VITERBO -  False immatricolazioni, contachilometri taroccati ed evasione su auto di lusso, nella Tuscia truffate 18 persone per 764.300 euro. È quello che emerge dall'operazione ''Cars lifting'' condotta nei giorni scorsi dalla Guardia di Finanza di Pordenone che ha portato al fermo di cinque persone e all'iscrizione nel registro degli indagati di 18 soggetti accusati di aver messo in piedi un vero e proprio sodalizio criminale operante in tutta Italia nella vendita online di autoveicoli di pregio di marca tedesca, attraverso delle società con sedi legali fittizie a Roma e Palermo.

Le indagini dei militari, durate quasi due anni, hanno portato alla scoperta di una maxi evasione fiscale di 30.572.000 euro, che avveniva attraverso società ''schermo'' intestate a prestanomi, e introiti illeciti pari a 2.150.000 euro, frutto dei versamenti di ignari clienti che acquistavano autoveicoli che non gli venivano però mai consegnati. In aggiunta, le auto commercializzate ''risultavano sistematicamente subire una riduzione del chilometraggio – dal 50% al 70% di quello reale – agendo sul software e sulle centraline elettroniche dei mezzi'', scrivono in una nota le Fiamme Gialle.

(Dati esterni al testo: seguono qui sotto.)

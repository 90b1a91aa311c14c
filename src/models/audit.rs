use crate::models::Actor;
use chrono::{DateTime, Utc};
use serde::{Deserialize, Serialize};
use uuid::Uuid;

/// Audit log row written after a state-changing ledger operation
#[derive(Debug, Clone, PartialEq, Serialize, Deserialize)]
pub struct AuditRecord {
    pub audit_id: Uuid,
    /// e.g. "entry_posted", "settlement_approved", "wallet_frozen"
    pub action: String,
    pub actor: String,
    pub subject_type: String,
    pub subject_id: String,
    pub details: serde_json::Value,
    pub created_at: DateTime<Utc>,
}

impl AuditRecord {
    pub fn new(
        action: impl Into<String>,
        actor: &Actor,
        subject_type: impl Into<String>,
        subject_id: impl Into<String>,
        details: serde_json::Value,
    ) -> Self {
        Self {
            audit_id: Uuid::new_v4(),
            action: action.into(),
            actor: actor.to_string(),
            subject_type: subject_type.into(),
            subject_id: subject_id.into(),
            details,
            created_at: Utc::now(),
        }
    }
}
impl LedgerService {
    pub fn new(
        store: Arc<dyn LedgerStore>,
        config: Arc<LedgerConfig>,
        events: LedgerEvents,
        audit: AuditTrailService,
    ) -> Self {
        Self {
            store,
            config,
            events,
            audit,
        }
    }

    /// Run the atomic entry operation in its own transaction
    pub async fn post_entry(&self, request: NewEntry) -> LedgerResult<PostedEntry> {
        let posted = match self.post_once(&request).await {
            Err(LedgerError::DuplicateReference { .. }) => self.resolve_replay(&request).await?,
            other => other?,
        };

        if posted.replayed {
            debug!(
                "Replayed entry {} for {}",
                posted.ledger_id(),
                request.account_id
            );
            return Ok(posted);
        }

        info!(
            "Posted {} {} {} on {} (balance {})",
            posted.entry.reference_type.as_str(),
            posted.entry.entry_type.as_str(),
            posted.entry.amount,
            posted.entry.account_id,
            posted.balance_after()
        );
        self.events.entry_posted(&posted.entry);
        self.audit
            .record(
                "entry_posted",
                &request.initiated_by,
                "wallet_account",
                &posted.entry.account_id,
                serde_json::json!({
                    "ledger_id": posted.ledger_id(),
                    "entry_type": posted.entry.entry_type,
                    "reference_type": posted.entry.reference_type,
                    "reference_id": posted.entry.reference_id,
                    "amount": posted.entry.amount,
                    "balance_after": posted.balance_after(),
                }),
            )
            .await;
        Ok(posted)
    }

    async fn post_once(&self, request: &NewEntry) -> LedgerResult<PostedEntry> {
        let mut tx = self.store.begin().await?;
        let posted = post_entry_in(tx.as_mut(), &self.config, request).await?;
        tx.commit().await?;
        Ok(posted)
    }

    /// Lost a uniqueness race: the winner's entry is the answer
    async fn resolve_replay(&self, request: &NewEntry) -> LedgerResult<PostedEntry> {
        let reference_id = request.reference_id.as_deref().unwrap_or_default();
        self.store
            .find_entry_by_reference(&request.account_id, request.reference_type, reference_id)
            .await?
            .map(PostedEntry::replayed)
            .ok_or_else(|| LedgerError::DuplicateReference {
                account_id: request.account_id.clone(),
                reference_type: request.reference_type.as_str().to_string(),
                reference_id: reference_id.to_string(),
            })
    }

    /// Open an account explicitly. Opening an existing account returns it unchanged.
    pub async fn open_account(
        &self,
        account_id: &str,
        limits: Option<WithdrawalLimits>,
    ) -> LedgerResult<WalletAccount> {
        if account_id.trim().is_empty() {
            return Err(LedgerError::Validation("account_id must not be empty".to_string()));
        }
        let limits = limits.unwrap_or_else(|| self.config.default_withdrawal_limits());
        limits.validate().map_err(LedgerError::Validation)?;

        let mut tx = self.store.begin().await?;
        if let Some(existing) = tx.lock_account(account_id).await? {
            return Ok(existing);
        }
        let account = WalletAccount::new(account_id, limits);
        let inserted = tx.insert_account(&account).await?;
        let account = tx
            .lock_account(account_id)
            .await?
            .ok_or_else(|| LedgerError::AccountNotFound(account_id.to_string()))?;
        tx.commit().await?;

        if inserted {
            info!("Opened wallet account {}", account_id);
        }
        Ok(account)
    }

    pub async fn get_account(&self, account_id: &str) -> LedgerResult<WalletAccount> {
        self.store
            .get_account(account_id)
            .await?
            .ok_or_else(|| LedgerError::AccountNotFound(account_id.to_string()))
    }

    pub async fn balance(&self, account_id: &str) -> LedgerResult<Decimal> {
        Ok(self.get_account(account_id).await?.balance)
    }

    /// Newest first
    pub async fn account_entries(
        &self,
        account_id: &str,
        limit: i64,
        offset: i64,
    ) -> LedgerResult<Vec<LedgerEntry>> {
        self.get_account(account_id).await?;
        Ok(self.store.list_entries(account_id, limit, offset).await?)
    }

    pub async fn freeze_account(&self, account_id: &str, admin: &Actor) -> LedgerResult<WalletAccount> {
        self.set_frozen(account_id, true, admin).await
    }

    pub async fn unfreeze_account(&self, account_id: &str, admin: &Actor) -> LedgerResult<WalletAccount> {
        self.set_frozen(account_id, false, admin).await
    }

    async fn set_frozen(&self, account_id: &str, frozen: bool, admin: &Actor) -> LedgerResult<WalletAccount> {
        require_admin(&self.config, admin)?;

        let mut tx = self.store.begin().await?;
        let mut account = tx
            .lock_account(account_id)
            .await?
            .ok_or_else(|| LedgerError::AccountNotFound(account_id.to_string()))?;
        if account.frozen == frozen {
            return Ok(account);
        }
        account.frozen = frozen;
        account.updated_at = Utc::now();
        tx.update_account(&account).await?;
        tx.commit().await?;

        let action = if frozen { "wallet_frozen" } else { "wallet_unfrozen" };
        info!("{} {} by {}", action, account_id, admin);
        self.audit
            .record(action, admin, "wallet_account", account_id, serde_json::json!({}))
            .await;
        Ok(account)
    }

    pub async fn set_withdrawal_limits(
        &self,
        account_id: &str,
        limits: WithdrawalLimits,
        admin: &Actor,
    ) -> LedgerResult<WalletAccount> {
        require_admin(&self.config, admin)?;
        limits.validate().map_err(LedgerError::Validation)?;

        let mut tx = self.store.begin().await?;
        let mut account = tx
            .lock_account(account_id)
            .await?
            .ok_or_else(|| LedgerError::AccountNotFound(account_id.to_string()))?;
        let previous = account.limits();
        account.daily_withdrawal_limit = limits.daily;
        account.monthly_withdrawal_limit = limits.monthly;
        account.updated_at = Utc::now();
        tx.update_account(&account).await?;
        tx.commit().await?;

        self.audit
            .record(
                "withdrawal_limits_changed",
                admin,
                "wallet_account",
                account_id,
                serde_json::json!({ "previous": previous, "current": limits }),
            )
            .await;
        Ok(account)
    }

    async fn transfer_once(
        &self,
        request: &TransferRequest,
        debit: &NewEntry,
        credit: &NewEntry,
    ) -> LedgerResult<(PostedEntry, PostedEntry)> {
        let mut tx = self.store.begin().await?;
        let mut ordered = [request.from_account.as_str(), request.to_account.as_str()];
        ordered.sort_unstable();
        for account_id in ordered {
            if account_id == request.from_account {
                tx.lock_account(account_id).await?;
            } else {
                lock_or_open_account(tx.as_mut(), &self.config, account_id).await?;
            }
        }
        let out = post_entry_in(tx.as_mut(), &self.config, debit).await?;
        let into = post_entry_in(tx.as_mut(), &self.config, credit).await?;
        tx.commit().await?;
        Ok((out, into))
    }

    /// Move funds between two wallets in one transaction.
    ///
    /// Both rows are locked in sorted order before either leg is posted.
    pub async fn transfer(&self, request: TransferRequest) -> LedgerResult<TransferReceipt> {
        if request.from_account == request.to_account {
            return Err(LedgerError::Validation(
                "cannot transfer to the same account".to_string(),
            ));
        }
        validate_amount(request.amount, self.config.currency_scale)?;

        let reference_id = request
            .reference_id
            .clone()
            .unwrap_or_else(|| Uuid::new_v4().to_string());
        let debit = NewEntry::debit(&request.from_account, request.amount, ReferenceType::TransferOut)
            .with_reference(&reference_id)
            .with_metadata(serde_json::json!({ "counterparty": request.to_account }))
            .initiated_by(request.initiated_by.clone());
        let credit = NewEntry::credit(&request.to_account, request.amount, ReferenceType::TransferIn)
            .with_reference(&reference_id)
            .with_metadata(serde_json::json!({ "counterparty": request.from_account }))
            .initiated_by(request.initiated_by.clone());
        let (debit, credit) = match &request.description {
            Some(description) => (
                debit.with_description(description),
                credit.with_description(description),
            ),
            None => (debit, credit),
        };

        let (out, into) = match self.transfer_once(&request, &debit, &credit).await {
            Err(LedgerError::DuplicateReference { .. }) => (
                self.resolve_replay(&debit).await?,
                self.resolve_replay(&credit).await?,
            ),
            other => other?,
        };
        let replayed = out.replayed && into.replayed;

        if !replayed {
            info!(
                "Transferred {} from {} to {} ({})",
                request.amount, request.from_account, request.to_account, reference_id
            );
            self.events.entry_posted(&out.entry);
            self.events.entry_posted(&into.entry);
            self.audit
                .record(
                    "transfer",
                    &request.initiated_by,
                    "wallet_account",
                    &request.from_account,
                    serde_json::json!({
                        "to_account": request.to_account,
                        "amount": request.amount,
                        "reference_id": reference_id,
                    }),
                )
                .await;
        }

        Ok(TransferReceipt {
            reference_id,
            debit: out.entry,
            credit: into.entry,
            replayed,
        })
    }
}
use super::ApiError;
use crate::models::{
    Actor, EscrowHoldReceipt, EscrowPosition, EscrowReleaseReceipt, EscrowType, GatewayCallback,
    LedgerEntry, NewEntry, NewPartner, NewPayment, PartnerStatus, PartnerWallet,
    PaymentTransaction, PaymentUpdate, PostedEntry, SettlementBatch, SettlementFilter,
    WalletAccount, WithdrawalLimits,
};
use crate::services::{
    CommissionRequest, HoldRequest, PartnerChargeReceipt, PartnerChargeRequest,
    ReconciliationReport, ReleaseRequest, ReturnRequest, TransferReceipt, TransferRequest,
};
use crate::store::BalanceCheck;
use crate::AppState;
use axum::extract::{Path, Query, State};
use axum::http::StatusCode;
use axum::routing::{get, post, put};
use axum::{Json, Router};
use chrono::{DateTime, Utc};
use serde::{Deserialize, Serialize};
use uuid::Uuid;

type ApiResult<T> = Result<Json<T>, ApiError>;

const DEFAULT_PAGE: i64 = 50;
const MAX_PAGE: i64 = 500;

pub fn routes() -> Router<AppState> {
    Router::new()
        .route("/health", get(health))
        // wallets
        .route("/wallets", post(open_wallet))
        .route("/wallets/:account_id", get(get_wallet))
        .route("/wallets/:account_id/entries", get(wallet_entries))
        .route("/wallets/:account_id/freeze", post(freeze_wallet))
        .route("/wallets/:account_id/unfreeze", post(unfreeze_wallet))
        .route("/wallets/:account_id/limits", put(set_limits))
        .route("/entries", post(post_entry))
        .route("/transfers", post(transfer))
        // escrow
        .route("/escrow/holds", post(hold_escrow))
        .route("/escrow/releases", post(release_escrow))
        .route("/escrow/returns", post(release_on_return))
        .route("/escrow/:account_id/:escrow_type", get(escrow_position))
        // partners
        .route("/partners", post(register_partner))
        .route("/partners/charges", post(charge_for_partner))
        .route("/partners/:partner_id", get(get_partner))
        .route("/partners/:partner_id/status", put(set_partner_status))
        .route("/partners/:partner_id/bank-account", put(update_bank_account))
        .route("/partners/:partner_id/commissions", post(credit_commission))
        .route("/partners/:partner_id/entries", get(partner_entries))
        // settlements
        .route("/settlements", post(create_settlement).get(list_settlements))
        .route("/settlements/:batch_id", get(get_settlement))
        .route("/settlements/:batch_id/approve", post(approve_settlement))
        .route("/settlements/:batch_id/payout", post(payout_settlement))
        .route("/settlements/:batch_id/resume", post(resume_settlement))
        .route("/settlements/:batch_id/cancel", post(cancel_settlement))
        .route("/settlements/:batch_id/fail", post(fail_settlement))
        // payments
        .route("/payments", post(create_payment).get(user_payments))
        .route("/payments/:payment_id", get(get_payment))
        .route("/payments/:payment_id/processing", post(mark_processing))
        .route("/payments/:payment_id/cancel", post(cancel_payment))
        .route("/payments/callbacks/:gateway_ref", post(gateway_callback))
        // reconciliation
        .route("/reconciliation", get(reconciliation_report))
        .route("/reconciliation/accounts/:account_id", get(verify_account))
        .route("/reconciliation/partners/:partner_id", get(verify_partner))
}

// ===== Request/Response Types =====

#[derive(Serialize)]
struct HealthResponse {
    status: String,
    version: String,
}

#[derive(Debug, Deserialize)]
struct PageQuery {
    limit: Option<i64>,
    offset: Option<i64>,
}

impl PageQuery {
    fn limit(&self) -> i64 {
        self.limit.unwrap_or(DEFAULT_PAGE).clamp(1, MAX_PAGE)
    }

    fn offset(&self) -> i64 {
        self.offset.unwrap_or(0).max(0)
    }
}

#[derive(Debug, Deserialize)]
struct OpenWalletRequest {
    account_id: String,
    #[serde(default)]
    limits: Option<WithdrawalLimits>,
}

/// Body of admin-only actions that carry nothing else
#[derive(Debug, Deserialize)]
struct ActorBody {
    #[serde(default)]
    actor: Actor,
}

#[derive(Debug, Deserialize)]
struct LimitsBody {
    limits: WithdrawalLimits,
    actor: Actor,
}

#[derive(Debug, Deserialize)]
struct EscrowRefQuery {
    escrow_ref: Option<String>,
}

#[derive(Debug, Deserialize)]
struct RegisterPartnerBody {
    partner: NewPartner,
    #[serde(default)]
    actor: Actor,
}

#[derive(Debug, Deserialize)]
struct PartnerStatusBody {
    status: PartnerStatus,
    actor: Actor,
}

#[derive(Debug, Deserialize)]
struct BankAccountBody {
    bank_account: Option<String>,
    #[serde(default)]
    actor: Actor,
}

#[derive(Debug, Deserialize)]
struct CommissionBody {
    amount: rust_decimal::Decimal,
    #[serde(default)]
    reference_id: Option<String>,
    #[serde(default)]
    description: Option<String>,
    #[serde(default)]
    initiated_by: Actor,
}

#[derive(Debug, Deserialize)]
struct CreateSettlementBody {
    partner_id: String,
    period_start: DateTime<Utc>,
    period_end: DateTime<Utc>,
    #[serde(default)]
    actor: Actor,
}

#[derive(Debug, Deserialize)]
struct PayoutBody {
    payment_reference: String,
    #[serde(default)]
    actor: Actor,
}

#[derive(Debug, Deserialize)]
struct ReasonBody {
    reason: String,
    #[serde(default)]
    actor: Actor,
}

#[derive(Debug, Deserialize)]
struct UserPaymentsQuery {
    user_id: String,
    limit: Option<i64>,
}

#[derive(Debug, Deserialize)]
struct PeriodQuery {
    period_start: DateTime<Utc>,
    period_end: DateTime<Utc>,
}

// ===== Handlers =====

async fn health() -> Json<HealthResponse> {
    Json(HealthResponse {
        status: "healthy".to_string(),
        version: env!("CARGO_PKG_VERSION").to_string(),
    })
}

async fn open_wallet(
    State(state): State<AppState>,
    Json(body): Json<OpenWalletRequest>,
) -> Result<(StatusCode, Json<WalletAccount>), ApiError> {
    let account = state.ledger.open_account(&body.account_id, body.limits).await?;
    Ok((StatusCode::CREATED, Json(account)))
}

async fn get_wallet(
    State(state): State<AppState>,
    Path(account_id): Path<String>,
) -> ApiResult<WalletAccount> {
    Ok(Json(state.ledger.get_account(&account_id).await?))
}

async fn wallet_entries(
    State(state): State<AppState>,
    Path(account_id): Path<String>,
    Query(page): Query<PageQuery>,
) -> ApiResult<Vec<LedgerEntry>> {
    let entries = state
        .ledger
        .account_entries(&account_id, page.limit(), page.offset())
        .await?;
    Ok(Json(entries))
}

async fn freeze_wallet(
    State(state): State<AppState>,
    Path(account_id): Path<String>,
    Json(body): Json<ActorBody>,
) -> ApiResult<WalletAccount> {
    Ok(Json(state.ledger.freeze_account(&account_id, &body.actor).await?))
}

async fn unfreeze_wallet(
    State(state): State<AppState>,
    Path(account_id): Path<String>,
    Json(body): Json<ActorBody>,
) -> ApiResult<WalletAccount> {
    Ok(Json(state.ledger.unfreeze_account(&account_id, &body.actor).await?))
}

async fn set_limits(
    State(state): State<AppState>,
    Path(account_id): Path<String>,
    Json(body): Json<LimitsBody>,
) -> ApiResult<WalletAccount> {
    let account = state
        .ledger
        .set_withdrawal_limits(&account_id, body.limits, &body.actor)
        .await?;
    Ok(Json(account))
}

async fn post_entry(
    State(state): State<AppState>,
    Json(entry): Json<NewEntry>,
) -> ApiResult<PostedEntry> {
    Ok(Json(state.ledger.post_entry(entry).await?))
}

async fn transfer(
    State(state): State<AppState>,
    Json(request): Json<TransferRequest>,
) -> ApiResult<TransferReceipt> {
    Ok(Json(state.ledger.transfer(request).await?))
}

async fn hold_escrow(
    State(state): State<AppState>,
    Json(request): Json<HoldRequest>,
) -> ApiResult<EscrowHoldReceipt> {
    Ok(Json(state.escrow.hold_escrow(request).await?))
}

async fn release_escrow(
    State(state): State<AppState>,
    Json(request): Json<ReleaseRequest>,
) -> ApiResult<EscrowReleaseReceipt> {
    Ok(Json(state.escrow.release_escrow(request).await?))
}

async fn release_on_return(
    State(state): State<AppState>,
    Json(request): Json<ReturnRequest>,
) -> ApiResult<EscrowReleaseReceipt> {
    Ok(Json(state.escrow.release_on_return(request).await?))
}

async fn escrow_position(
    State(state): State<AppState>,
    Path((account_id, escrow_type)): Path<(String, EscrowType)>,
    Query(query): Query<EscrowRefQuery>,
) -> ApiResult<EscrowPosition> {
    let position = state
        .escrow
        .escrow_position(&account_id, escrow_type, query.escrow_ref.as_deref())
        .await?;
    Ok(Json(position))
}

async fn register_partner(
    State(state): State<AppState>,
    Json(body): Json<RegisterPartnerBody>,
) -> Result<(StatusCode, Json<PartnerWallet>), ApiError> {
    let partner = state.partners.register_partner(body.partner, &body.actor).await?;
    Ok((StatusCode::CREATED, Json(partner)))
}

async fn get_partner(
    State(state): State<AppState>,
    Path(partner_id): Path<String>,
) -> ApiResult<PartnerWallet> {
    Ok(Json(state.partners.get_partner(&partner_id).await?))
}

async fn set_partner_status(
    State(state): State<AppState>,
    Path(partner_id): Path<String>,
    Json(body): Json<PartnerStatusBody>,
) -> ApiResult<PartnerWallet> {
    let partner = state
        .partners
        .set_partner_status(&partner_id, body.status, &body.actor)
        .await?;
    Ok(Json(partner))
}

async fn update_bank_account(
    State(state): State<AppState>,
    Path(partner_id): Path<String>,
    Json(body): Json<BankAccountBody>,
) -> ApiResult<PartnerWallet> {
    let partner = state
        .partners
        .update_bank_account(&partner_id, body.bank_account, &body.actor)
        .await?;
    Ok(Json(partner))
}

async fn credit_commission(
    State(state): State<AppState>,
    Path(partner_id): Path<String>,
    Json(body): Json<CommissionBody>,
) -> ApiResult<PostedEntry> {
    let request = CommissionRequest {
        partner_id,
        amount: body.amount,
        reference_id: body.reference_id,
        description: body.description,
        initiated_by: body.initiated_by,
    };
    Ok(Json(state.partners.credit_commission(request).await?))
}

async fn charge_for_partner(
    State(state): State<AppState>,
    Json(request): Json<PartnerChargeRequest>,
) -> ApiResult<PartnerChargeReceipt> {
    Ok(Json(state.partners.charge_for_partner(request).await?))
}

async fn partner_entries(
    State(state): State<AppState>,
    Path(partner_id): Path<String>,
    Query(page): Query<PageQuery>,
) -> ApiResult<Vec<LedgerEntry>> {
    let entries = state
        .partners
        .partner_entries(&partner_id, page.limit(), page.offset())
        .await?;
    Ok(Json(entries))
}

async fn create_settlement(
    State(state): State<AppState>,
    Json(body): Json<CreateSettlementBody>,
) -> Result<(StatusCode, Json<SettlementBatch>), ApiError> {
    let batch = state
        .settlements
        .create_settlement_batch(&body.partner_id, body.period_start, body.period_end, &body.actor)
        .await?;
    Ok((StatusCode::CREATED, Json(batch)))
}

async fn list_settlements(
    State(state): State<AppState>,
    Query(filter): Query<SettlementFilter>,
) -> ApiResult<Vec<SettlementBatch>> {
    Ok(Json(state.settlements.get_settlement_batches(&filter).await?))
}

async fn get_settlement(
    State(state): State<AppState>,
    Path(batch_id): Path<Uuid>,
) -> ApiResult<SettlementBatch> {
    Ok(Json(state.settlements.get_settlement_batch(batch_id).await?))
}

async fn approve_settlement(
    State(state): State<AppState>,
    Path(batch_id): Path<Uuid>,
    Json(body): Json<ActorBody>,
) -> ApiResult<SettlementBatch> {
    Ok(Json(state.settlements.approve_settlement(batch_id, &body.actor).await?))
}

async fn payout_settlement(
    State(state): State<AppState>,
    Path(batch_id): Path<Uuid>,
    Json(body): Json<PayoutBody>,
) -> ApiResult<SettlementBatch> {
    let batch = state
        .settlements
        .process_settlement_payout(batch_id, &body.payment_reference, &body.actor)
        .await?;
    Ok(Json(batch))
}

async fn resume_settlement(
    State(state): State<AppState>,
    Path(batch_id): Path<Uuid>,
    Json(body): Json<PayoutBody>,
) -> ApiResult<SettlementBatch> {
    let batch = state
        .settlements
        .resume_settlement_payout(batch_id, &body.payment_reference, &body.actor)
        .await?;
    Ok(Json(batch))
}

async fn cancel_settlement(
    State(state): State<AppState>,
    Path(batch_id): Path<Uuid>,
    Json(body): Json<ReasonBody>,
) -> ApiResult<SettlementBatch> {
    let batch = state
        .settlements
        .cancel_settlement(batch_id, &body.actor, &body.reason)
        .await?;
    Ok(Json(batch))
}

async fn fail_settlement(
    State(state): State<AppState>,
    Path(batch_id): Path<Uuid>,
    Json(body): Json<ReasonBody>,
) -> ApiResult<SettlementBatch> {
    let batch = state
        .settlements
        .fail_settlement(batch_id, &body.reason, &body.actor)
        .await?;
    Ok(Json(batch))
}

async fn create_payment(
    State(state): State<AppState>,
    Json(request): Json<NewPayment>,
) -> Result<(StatusCode, Json<PaymentTransaction>), ApiError> {
    let payment = state.payments.create_payment_transaction(request).await?;
    Ok((StatusCode::CREATED, Json(payment)))
}

async fn user_payments(
    State(state): State<AppState>,
    Query(query): Query<UserPaymentsQuery>,
) -> ApiResult<Vec<PaymentTransaction>> {
    let limit = query.limit.unwrap_or(DEFAULT_PAGE).clamp(1, MAX_PAGE);
    Ok(Json(state.payments.payments_for_user(&query.user_id, limit).await?))
}

async fn get_payment(
    State(state): State<AppState>,
    Path(payment_id): Path<Uuid>,
) -> ApiResult<PaymentTransaction> {
    Ok(Json(state.payments.get_payment(payment_id).await?))
}

async fn mark_processing(
    State(state): State<AppState>,
    Path(payment_id): Path<Uuid>,
) -> ApiResult<PaymentTransaction> {
    Ok(Json(state.payments.mark_payment_processing(payment_id).await?))
}

async fn cancel_payment(
    State(state): State<AppState>,
    Path(payment_id): Path<Uuid>,
    Json(body): Json<ActorBody>,
) -> ApiResult<PaymentTransaction> {
    Ok(Json(state.payments.cancel_payment(payment_id, &body.actor).await?))
}

async fn gateway_callback(
    State(state): State<AppState>,
    Path(gateway_ref): Path<String>,
    Json(callback): Json<GatewayCallback>,
) -> ApiResult<PaymentUpdate> {
    let update = state
        .payments
        .update_payment_by_gateway_ref(&gateway_ref, callback)
        .await?;
    Ok(Json(update))
}

async fn reconciliation_report(
    State(state): State<AppState>,
    Query(period): Query<PeriodQuery>,
) -> ApiResult<ReconciliationReport> {
    let report = state
        .reconciliation
        .reconciliation_report(period.period_start, period.period_end)
        .await?;
    Ok(Json(report))
}

async fn verify_account(
    State(state): State<AppState>,
    Path(account_id): Path<String>,
) -> ApiResult<BalanceCheck> {
    Ok(Json(state.reconciliation.verify_account(&account_id).await?))
}

async fn verify_partner(
    State(state): State<AppState>,
    Path(partner_id): Path<String>,
) -> ApiResult<BalanceCheck> {
    Ok(Json(state.reconciliation.verify_partner(&partner_id).await?))
}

''Grazie ad alcune agenzie di pratiche automobilistiche colluse – proseguono i militari – l'organizzazione riusciva, in alcuni uffici della Motorizzazione civile, a sottrarsi alle disposizioni di legge antievasione che non consentono l'immatricolazione di veicoli usati di provenienza comunitaria senza il preventivo assolvimento degli obblighi di versamento dell'Iva. Le immatricolazioni venivano effettuate con modalità truffaldine, mediante la presentazione di documentazione ideologicamente falsa e producendo una firma contraffatta degli ignari acquirenti''.

Sono in totale 835 i clienti che sono stati truffati in tutta Italia: 18, come detto, quelli residenti nella provincia di Viterbo. Il giudice delle indagini preliminari di Udine ha emesso il provvedimento di arresto per i tre soggetti ai vertici dell'organizzazione – residenti ad Anzio, Nettuno e Pordenone – e l'obbligo di dimora per i due principali gregari. Il gip, inoltre, ha disposto il sequestro preventivo tra beni mobili, immobili e disponibilità finanziarie di  5.168.000 euro.